Na televisão, uma reportagem sobre a emergência climática. Todos temos a fazer mais contra o aquecimento global. Só à necropolítica, aqui e acolá, a resistência à vida. Entrementes, as plantas, as pirâmides do Egito, os bichos, o quindim de Iaiá, a cidade de Veneza, os seres humanos, o planeta azul, o Quilombo dos Palmares, o amor – tudo caminha para o cadafalso. Tudo é tão morte...

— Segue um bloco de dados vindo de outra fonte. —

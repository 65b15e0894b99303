//! # ls-configs
//!
//! Layered configuration: built-in defaults, then an optional
//! `config/litscope.toml`, then `LITSCOPE_*` environment variables
//! (double-underscore separated, e.g. `LITSCOPE_SERVER__BIND_ADDR`).
//! Secrets stay wrapped in `SecretString` so they never land in logs.

use config::{Config, Environment, File};
use secrecy::SecretString;
use serde::Deserialize;
use thiserror::Error;

#[derive(Debug, Error)]
pub enum ConfigError {
    #[error("configuration error: {0}")]
    Load(#[from] config::ConfigError),
}

#[derive(Debug, Clone, Deserialize)]
pub struct AppConfig {
    pub server: ServerConfig,
    pub catalog: CatalogConfig,
    pub media: MediaConfig,
}

#[derive(Debug, Clone, Deserialize)]
pub struct ServerConfig {
    pub bind_addr: String,
}

#[derive(Debug, Clone, Deserialize)]
pub struct CatalogConfig {
    pub base_url: String,
    pub api_key: SecretString,
}

#[derive(Debug, Clone, Deserialize)]
pub struct MediaConfig {
    /// Filesystem root for stored uploads.
    pub root_dir: String,
    /// URL prefix the stored objects are served under.
    pub url_prefix: String,
}

impl AppConfig {
    pub fn load() -> Result<Self, ConfigError> {
        let config = Config::builder()
            .set_default("server.bind_addr", "127.0.0.1:8080")?
            .set_default("catalog.base_url", "https://www.googleapis.com/books/v1")?
            .set_default("catalog.api_key", "")?
            .set_default("media.root_dir", "./data/uploads")?
            .set_default("media.url_prefix", "/static/uploads")?
            .add_source(File::with_name("config/litscope").required(false))
            .add_source(Environment::with_prefix("LITSCOPE").separator("__"))
            .build()?;
        Ok(config.try_deserialize()?)
    }
}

O meu amigo Crisolino escreve que é preciso reeditar Zumbi dos Palmares. O novo presidente da Fundação Cultural Palmares, instituição agora alienada para se rimar com Damares, propala a extinção do movimento negro e nega a existência de racismo no Brasil. O que pensar de um poder que defende que a Terra seja plana, não acredita na vacinação, ataca a atriz Fernanda Montenegro, não assina o Prémio Camões outorgado a Chico Buarque e não se livra do imbróglio no assassinato de Marielle Franco? Negar a brutalidade da História e resgatar o mito da democracia racial só agrava o abismo entre negros e brancos no Brasil. E a impressão é que aquilo se tornou numa Fundação Casa Grande e Senzala e que talvez nem seja descabido, perante tanta injúria racial, um Zumbi de novo...

Gosto de me pôr no lugar do outro e de sentir que ele não é o inferno. O inferno, se tanto, é o espelho que me olha, quase sempre neste engodo sem poesia. Terá sido de Baudelaire a frase de que o poeta goza do incomparável privilégio de ser ele mesmo e o outro. O privilégio da quintessência, suponho (desculpem lá, com vaidade).

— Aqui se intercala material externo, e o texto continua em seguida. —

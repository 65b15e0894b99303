//! End-to-end membership scenario at the synchronizer layer: two users, two
//! live subscriptions, one club lifecycle from creation through deletion.

use chrono::Utc;

use integration_tests::app_state;
use ls_core::models::SessionUser;
use ls_core::traits::ThreadStore;
use ls_sync::{NewClubInput, Relation};

fn user(uid: &str, name: &str) -> SessionUser {
    SessionUser {
        uid: uid.into(),
        email: format!("{uid}@example.com"),
        display_name: name.into(),
        email_verified: true,
        created_at: Utc::now(),
    }
}

#[tokio::test]
async fn public_club_lifecycle_is_visible_to_both_sides() {
    let (state, store, _) = app_state();
    let founder = user("founder", "Ada");
    let joiner = user("joiner", "Grace");

    // Creation: the club appears in the public directory with one member.
    let club = state
        .directory
        .create_club(
            &founder,
            NewClubInput {
                name: "Orbit Readers".into(),
                description: "Space opera only".into(),
                is_public: true,
            },
            None,
        )
        .await
        .unwrap();
    let listed = state.directory.list_clubs().await.unwrap();
    assert_eq!(listed.len(), 1);
    assert_eq!(listed[0].club.member_count, 1);

    // Each side holds its own synchronizer, as two clients would.
    let founder_side = state.membership(club.id);
    let joiner_side = state.membership(club.id);
    let mut founder_views = founder_side.subscribe();
    let mut joiner_views = joiner_side.subscribe();

    // The join request lands in the founder's live view.
    joiner_side.request_join("joiner", "Grace").await.unwrap();
    let seen = founder_views.changed().await.unwrap().unwrap();
    assert!(seen.club.has_pending_request("joiner"));
    assert_eq!(seen.relation("joiner"), Relation::Pending);

    // Acceptance flows back to the joiner's live view.
    founder_side.respond_to_request("joiner", true).await.unwrap();
    let seen = joiner_views.changed().await.unwrap().unwrap();
    assert_eq!(seen.relation("joiner"), Relation::Member);
    assert_eq!(seen.club.member_count, 2);
    assert!(!seen.club.has_pending_request("joiner"));

    // "My clubs" now includes it for the joiner.
    let mine = state.directory.clubs_with_member("joiner").await.unwrap();
    assert_eq!(mine.len(), 1);
    assert_eq!(mine[0].club.member_count, 2);

    // A thread posted before deletion...
    let thread = state
        .discussion(club.id)
        .post_thread(&joiner, "What about Banks?")
        .await
        .unwrap();

    // ...survives the club's deletion as an orphan, while the club itself
    // drops out of every listing and both live views.
    founder_side.delete().await.unwrap();
    assert!(founder_views.changed().await.unwrap().is_none());
    assert!(joiner_views.changed().await.unwrap().is_none());
    assert!(state.directory.list_clubs().await.unwrap().is_empty());

    let orphans = store.threads_in_club(club.id).await.unwrap();
    assert_eq!(orphans.len(), 1);
    assert_eq!(orphans[0].id, thread.id);
}

#[tokio::test]
async fn declined_request_leaves_no_trace() {
    let (state, _, _) = app_state();
    let founder = user("founder", "Ada");

    let club = state
        .directory
        .create_club(
            &founder,
            NewClubInput {
                name: "Closed Shop".into(),
                description: "Invite only".into(),
                is_public: false,
            },
            None,
        )
        .await
        .unwrap();

    let membership = state.membership(club.id);
    membership.request_join("hopeful", "Eve").await.unwrap();
    membership.respond_to_request("hopeful", false).await.unwrap();

    let view = membership.view().await.unwrap();
    assert_eq!(view.relation("hopeful"), Relation::None);
    assert!(!view.club.members.iter().any(|m| m == "hopeful"));
    assert!(!view.club.has_pending_request("hopeful"));
    assert_eq!(view.club.member_count, 1);
}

Recebo uma petição online que não assino. É preciso mais sentido crítico da realidade. A identidade, quando em exacerbação acrítica, torna-se uma esfinge antropofágica que, além de devorar o outro, se devora. Decifremo-nos de forma mais criativa, mais desempoeirada e, sobretudo, mais livre.

Olha-se trivialmente para a cornucópia com frutas sobre a mesa. Imagina-se-lhe coroada de flores, apartada de algum unicórnio azul, coisa tão alheia a este 12º andar. Avista-se, duma banda, o casario antigo e, doutra banda, um arranha-céus a ser piroso nas suas luzes de casino.

Solidão, leitura da poemas de Elisabeth Bishop, jetlag, coisas do tipo. E a chuva escorre, lacrimal, pela vidraça. No lusco-fusco deste amanhecer, há pessoas que acordam. Em Macau...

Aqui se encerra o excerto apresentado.